Finansal koşullara niceliksel değil finansal istikrar ve parasal aktarım açısından yani niteliksel bir perspektiften baktıklarını dile getiren Çetinkaya “Birkaç örnekle açıklamaya çalışacağım. Örneğin kredi piyasası açısından bakıldığında üç hususa önem verdiğimizi söyleyebilirim. Birincisi toplumun her kesiminin kredi büyümesinden dengeli bir biçimde pay alabilmesi, ikincisi kredilerin makul koşul ve fiyatlarda sunulması, üçüncüsü ise verimli dağılmasıdır. Ilımlı ölçüde finansal derinleşmeyi de sağlayan bu yapıdaki bir kredi büyümesinin sağlıklı ve sürdürebilir olduğunu düşünüyoruz. Bu yaklaşımı aynı zamanda parasal aktarım mekanizmanın etkin işleyişi açısında da önemsiyoruz. Aktarım mekanizmasının sadece iyi dönemlerde değil ekonomideki yavaşlama dönemlerinde de işlemesi gerekiyor. Zira ekonominin yavaşladığı dönemlerde finansal aracıların işlevlerini sağlıklı bir şekilde yürütmeye devam etmesi para politikasının döngü karşıtı bir politika izleyerek konjektürel dalgalanmaları da yumuşatmasına olanak sağlıyor” dedi.

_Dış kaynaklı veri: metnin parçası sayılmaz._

//! Preset files: a [`ParameterBlock`] stored as YAML or JSON.
//!
//! Every field is optional and falls back to the default look. Loaded
//! presets are validated and clamped into the control ranges.

use std::fs;
use std::path::Path;

use crate::error::{PipelineError, Result};
use crate::params::ParameterBlock;

pub fn load_preset(path: &Path) -> Result<ParameterBlock> {
    let contents = fs::read_to_string(path).map_err(|error| {
        PipelineError::InvalidParameters(format!("failed to read preset {}: {error}", path.display()))
    })?;
    parse_preset(&contents, is_json(path)).map_err(|reason| {
        PipelineError::InvalidParameters(format!("{}: {reason}", path.display()))
    })
}

/// Parse preset text. `json` selects the JSON reader; YAML otherwise.
pub fn parse_preset(contents: &str, json: bool) -> std::result::Result<ParameterBlock, String> {
    let params: ParameterBlock = if json {
        serde_json::from_str(contents).map_err(|error| {
            format!(
                "failed to parse json at line {}, column {}: {error}",
                error.line(),
                error.column()
            )
        })?
    } else {
        serde_yaml::from_str(contents).map_err(|error| {
            let location = error
                .location()
                .map(|location| format!("line {}, column {}", location.line(), location.column()))
                .unwrap_or_else(|| "unknown location".to_owned());
            format!("failed to parse yaml at {location}: {error}")
        })?
    };

    params.validate().map_err(|error| error.to_string())?;
    Ok(params.clamped())
}

pub fn to_yaml(params: &ParameterBlock) -> Result<String> {
    serde_yaml::to_string(params)
        .map_err(|error| PipelineError::InvalidParameters(format!("failed to encode preset: {error}")))
}

fn is_json(path: &Path) -> bool {
    path.extension()
        .and_then(|ext| ext.to_str())
        .is_some_and(|ext| ext.eq_ignore_ascii_case("json"))
}

#[cfg(test)]
mod tests {
    use std::io::Write;

    use super::*;
    use crate::params::{DitherMatrix, Effect, EffectKind};

    fn write_temp(suffix: &str, contents: &str) -> tempfile::NamedTempFile {
        let mut file = tempfile::Builder::new().suffix(suffix).tempfile().unwrap();
        file.write_all(contents.as_bytes()).unwrap();
        file
    }

    #[test]
    fn empty_preset_is_the_default_look() {
        let file = write_temp(".yaml", "{}\n");
        let params = load_preset(file.path()).unwrap();
        assert_eq!(params, ParameterBlock::default().clamped());
        assert_eq!(params.kind(), EffectKind::AsciiArt);
    }

    #[test]
    fn yaml_preset_selects_mode_and_knobs() {
        let file = write_temp(
            ".yml",
            "mode:\n  kind: ordered_dither\n  matrix: x8\n  palette_steps: 4\ntone:\n  columns: 160\n  light: \"#ffb000\"\n",
        );
        let params = load_preset(file.path()).unwrap();
        assert_eq!(
            params.effect,
            Effect::OrderedDither {
                matrix: DitherMatrix::X8,
                palette_steps: 4
            }
        );
        assert_eq!(params.tone.columns, 160.0);
    }

    #[test]
    fn json_is_chosen_by_extension() {
        let file = write_temp(".json", r#"{"mode": {"kind": "halftone", "misprint": 0.5}}"#);
        let params = load_preset(file.path()).unwrap();
        assert_eq!(params.kind(), EffectKind::Halftone);
    }

    #[test]
    fn out_of_range_values_are_clamped() {
        let file = write_temp(
            ".yaml",
            "mode:\n  kind: ascii_art\ntone:\n  columns: 999\nadjust:\n  contrast: 7\n",
        );
        let params = load_preset(file.path()).unwrap();
        assert_eq!(params.tone.columns, 300.0);
        assert_eq!(params.adjust.contrast, 2.0);
    }

    #[test]
    fn unknown_fields_are_rejected() {
        let err = parse_preset("tone:\n  colums: 80\n", false).unwrap_err();
        assert!(err.contains("colums"), "{err}");
    }

    #[test]
    fn non_finite_values_are_rejected() {
        let err = parse_preset("adjust:\n  brightness: .nan\n", false).unwrap_err();
        assert!(err.contains("brightness"), "{err}");
    }

    #[test]
    fn missing_file_is_an_error() {
        let err = load_preset(Path::new("/definitely/not/here.yaml")).unwrap_err();
        assert!(matches!(err, PipelineError::InvalidParameters(_)));
    }

    #[test]
    fn yaml_round_trip_preserves_preset() {
        let params = ParameterBlock::with_effect(Effect::default_for(EffectKind::Crt));
        let text = to_yaml(&params).unwrap();
        assert_eq!(parse_preset(&text, false).unwrap(), params.clamped());
    }
}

Çetinkaya son olarak şunları söyledi:

“Bugün küresel ölçekte merkez bankalarının sıra dışı bilanço hareketlerinin ve finansal kuruluşlara dair düzenlemelerin parasal ve finansal koşullar üzerinde ciddi etkilerinin olduğunu görüyoruz. Daha da önemlisi küresel finans sisteminin bu kadar entegre olduğu bir dünyada yurt içi politikaların genel finansal koşulları açıklamakta her zaman yeterli olmadığı görülmektedir. Finansal koşullar para politikasının dışında birçok etkenden etkilenebilir. Örneğin küresel likiditenin oldukça önemli rol oynadığını geçtiğimiz yıllarda gördük. Yakın dönemde yapılan çalışmalarda da gelişmekte olan ülkelerin uzun dönemli faizlerinin en önemli belirleyicisinin küresel uzun vadeli faizler olduğu görülmektedir. Dolayısıyla gelişmekte olan ülkeler için gelişmiş ülke merkez bankalarının kısa vadede alacağı faiz kararları kadar küresel uzun vadeli faizlerin düşük seviyelerde kalıp kalmayacağı konusunun daha da önemli olabileceğine dikkat çekmekte fayda var. Böyle bir ortamda finansal aktarım mekanizması hakkındaki tartışmaların merkez bankalarının kısa vadeli faizler üzerinden yürütülmesi sağlıklı olmayacaktır”.